Walker Melanie, Doiron R Christopher, French Simon D, Feldman-Stewart Deb, Siemens D Robert, Mackillop William J, Booth Christopher M
Division of Cancer Care and Epidemiology, Queen's University Cancer Research Institute, Queen's University, Kingston, ON, Canada.
Department of Oncology, Queen's University, Kingston, ON, Canada.
Can Urol Assoc J. 2018 Apr;12(4):E182-E190. doi: 10.5489/cuaj.4791. Epub 2017 Dec 22.
Use of chemotherapy for muscle-invasive bladder cancer (MIBC) is known to be low. To understand factors driving practice we use the Theoretical Domains Framework (TDF) to identify barriers and enablers of chemotherapy use.
A convenience sample of Canadian urologists, medical oncologists (MOs), and radiation oncologists (ROs) participated in individual, semi-structured, one-hour telephone interviews. An interview guide was developed using the TDF to assess potential barriers and enablers of chemotherapy use. Interviews were recorded and transcribed. Two investigators independently identified barriers and enablers and assigned them to specific themes. Participant recruitment continued until saturation.

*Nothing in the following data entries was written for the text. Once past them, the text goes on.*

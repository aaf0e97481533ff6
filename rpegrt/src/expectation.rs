//! Expectations describe why a match failed: what the parser *expected* to
//! see at the position where it gave up.
//!
//! The same [Expectation] values are used on both sides of the compiler:
//! rpeg renders them into the generated parser as constant declarations, and
//! [ParseState](crate::ParseState) builds them at runtime. Since they're the
//! same rust type, a runtime expectation and a declared one are equal
//! exactly when their fields are, which is what lets error reporting merge
//! expectations collected while backtracking.

/// One member of a character class, either a single char (`_`) or an
/// inclusive range (`a-z`)
#[derive(PartialEq, Eq, Clone, Copy, Debug, Hash)]
pub enum ClassPart {
    Char(char),
    Range(char, char),
}
impl ClassPart {
    pub fn contains(&self, c: char) -> bool {
        match *self {
            ClassPart::Char(only) => c == only,
            ClassPart::Range(lo, hi) => lo <= c && c <= hi,
        }
    }
}

#[derive(PartialEq, Eq, Clone, Debug, Hash)]
pub enum Expectation {
    /// An exact string
    Literal { text: String, ignore_case: bool },
    /// One char that is (or, inverted, isn't) in the class
    Class {
        parts: Vec<ClassPart>,
        inverted: bool,
        ignore_case: bool,
    },
    /// Any one char at all
    Any,
    /// Nothing left to parse
    End,
    /// Something with a name, like a rule with a display name
    Other { description: String },
}

impl Expectation {
    pub fn literal(text: impl Into<String>, ignore_case: bool) -> Self {
        Expectation::Literal {
            text: text.into(),
            ignore_case,
        }
    }
    pub fn class(parts: Vec<ClassPart>, inverted: bool, ignore_case: bool) -> Self {
        Expectation::Class {
            parts,
            inverted,
            ignore_case,
        }
    }
    pub fn any() -> Self {
        Expectation::Any
    }
    pub fn end() -> Self {
        Expectation::End
    }
    pub fn other(description: impl Into<String>) -> Self {
        Expectation::Other {
            description: description.into(),
        }
    }

    /// The tag the generated javascript uses for the `type` field
    pub fn tag(&self) -> &'static str {
        match self {
            Expectation::Literal { .. } => "literal",
            Expectation::Class { .. } => "class",
            Expectation::Any => "any",
            Expectation::End => "end",
            Expectation::Other { .. } => "other",
        }
    }

    /// What goes after "Expected" in an error message
    pub fn describe(&self) -> String {
        match self {
            Expectation::Literal { text, .. } => format!("\"{}\"", literal_escape(text)),
            Expectation::Class {
                parts, inverted, ..
            } => {
                let mut out = String::from("[");
                if *inverted {
                    out.push('^');
                }
                for part in parts {
                    match *part {
                        ClassPart::Char(c) => out.push_str(&class_escape(&c.to_string())),
                        ClassPart::Range(lo, hi) => {
                            out.push_str(&class_escape(&lo.to_string()));
                            out.push('-');
                            out.push_str(&class_escape(&hi.to_string()));
                        }
                    }
                }
                out.push(']');
                out
            }
            Expectation::Any => "any character".to_string(),
            Expectation::End => "end of input".to_string(),
            Expectation::Other { description } => description.clone(),
        }
    }
}

/// Sorted, deduplicated, and joined like a person would write it:
/// `a`, `a or b`, `a, b, or c`
pub fn describe_expected(expected: &[Expectation]) -> String {
    let mut descriptions: Vec<String> = expected.iter().map(Expectation::describe).collect();
    descriptions.sort();
    descriptions.dedup();
    match descriptions.split_last() {
        None => "nothing".to_string(),
        Some((last, [])) => last.clone(),
        Some((last, [only])) => format!("{} or {}", only, last),
        Some((last, init)) => format!("{}, or {}", init.join(", "), last),
    }
}

pub fn describe_found(found: Option<&str>) -> String {
    match found {
        Some(text) => format!("\"{}\"", literal_escape(text)),
        None => "end of input".to_string(),
    }
}

fn escape_control(c: char, out: &mut String) {
    match c {
        '\0' => out.push_str("\\0"),
        '\t' => out.push_str("\\t"),
        '\n' => out.push_str("\\n"),
        '\r' => out.push_str("\\r"),
        '\u{00}'..='\u{1f}' | '\u{7f}'..='\u{9f}' => {
            out.push_str(&format!("\\x{:02X}", c as u32))
        }
        _ => out.push(c),
    }
}

pub fn literal_escape(text: &str) -> String {
    let mut out = String::with_capacity(text.len());
    for c in text.chars() {
        match c {
            '\\' => out.push_str("\\\\"),
            '"' => out.push_str("\\\""),
            _ => escape_control(c, &mut out),
        }
    }
    out
}

pub fn class_escape(text: &str) -> String {
    let mut out = String::with_capacity(text.len());
    for c in text.chars() {
        match c {
            '\\' => out.push_str("\\\\"),
            ']' => out.push_str("\\]"),
            '^' => out.push_str("\\^"),
            '-' => out.push_str("\\-"),
            _ => escape_control(c, &mut out),
        }
    }
    out
}
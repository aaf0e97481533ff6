// Compiler configuration

use crate::{intermediates::Grammar, CompileError};

/// What kind of javascript module comes out
#[derive(PartialEq, Eq, Clone, Debug)]
pub enum Format {
    /// An expression evaluating to the parser object
    Bare,
    /// `module.exports = ...`
    CommonJs,
    /// `export { ... }`
    Es,
    /// Assigned to this property of the global object
    Globals(String),
}

#[derive(PartialEq, Clone, Debug)]
pub struct Options {
    /// Rules the generated parser may start from. Empty means just the first
    /// rule, `*` means every rule
    pub allowed_start_rules: Vec<String>,
    /// Generate the tracing hooks. Without it tracing costs nothing because
    /// there's no tracing code at all
    pub trace: bool,
    pub format: Format,
    /// Goes at the very top of the module, as is
    pub header: Option<String>,
}

impl Default for Options {
    fn default() -> Self {
        Self {
            allowed_start_rules: vec![],
            trace: false,
            format: Format::Bare,
            header: None,
        }
    }
}

impl Options {
    pub fn new() -> Self {
        Self::default()
    }
    pub fn start_rules(mut self, rules: &[&str]) -> Self {
        self.allowed_start_rules = rules.iter().map(|rule| rule.to_string()).collect();
        self
    }
    pub fn trace(mut self, trace: bool) -> Self {
        self.trace = trace;
        self
    }
    pub fn format(mut self, format: Format) -> Self {
        self.format = format;
        self
    }
    pub fn header(mut self, header: &str) -> Self {
        self.header = Some(header.to_string());
        self
    }

    /// Options as the passes see them: start rules resolved to real rule
    /// names of this grammar
    pub fn resolve(&self, grammar: &Grammar) -> Result<Options, CompileError> {
        let all_rules = grammar.rule_names();
        let first = match all_rules.first() {
            Some(first) => first.clone(),
            None => return Err(CompileError::EmptyGrammar),
        };
        let allowed = if self.allowed_start_rules.is_empty() {
            vec![first]
        } else if self.allowed_start_rules.iter().any(|rule| rule == "*") {
            all_rules
        } else {
            for rule in &self.allowed_start_rules {
                if !all_rules.contains(rule) {
                    return Err(CompileError::UnknownStartRule(rule.clone()));
                }
            }
            self.allowed_start_rules.clone()
        };
        Ok(Options {
            allowed_start_rules: allowed,
            ..self.clone()
        })
    }
}
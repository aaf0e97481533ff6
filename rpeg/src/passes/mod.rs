//! The passes that check, transform and finally generate from a
//! [Grammar](crate::Grammar).
//!
//! [default_passes](crate::default_passes) runs them in this order:
//!
//! 1. check: [report_duplicate_rules], [report_undefined_rules]
//! 2. transform: [remove_proxy_rules]
//! 3. generate: [collect_expectations], [generate_js]
//!
//! Check passes never change the grammar, they report to the
//! [Session](crate::Session) and the stage stops the compile if anything
//! was an error. generate_js looks every expectation up in the pool
//! collect_expectations builds, so that one has to come first.

mod check;
mod generate;
mod transform;

pub use check::report_duplicate_rules;
pub use check::report_undefined_rules;
pub use generate::collect_expectations;
pub use generate::generate_js;
pub use transform::remove_proxy_rules;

A total of 71 physicians were invited to participate and 34 (48%) agreed to be interviewed: 13 urologists, 10 MOs, and 11 ROs. We identified the following barriers to the use of chemotherapy (relevant TDF domains in parentheses): 1) belief that the benefits of chemotherapy are not clinically important (beliefs about consequences); 2) inadequate multidisciplinary collaboration (environmental context and resources); 3) absence of "champions" advocating the use of chemotherapy (social and professional role); and 4) a lack of organizational clarity/policy regarding the referral process (environmental context and resources). The predominant enablers identified included: 1) "champions" who believe in the value of chemotherapy (social and professional role); 2) urologists who refer all patients to MO (behavioural regulation; memory, attention, and decision-making); and 3) system-level factors, including automatic multidisciplinary referral (environmental context and resources).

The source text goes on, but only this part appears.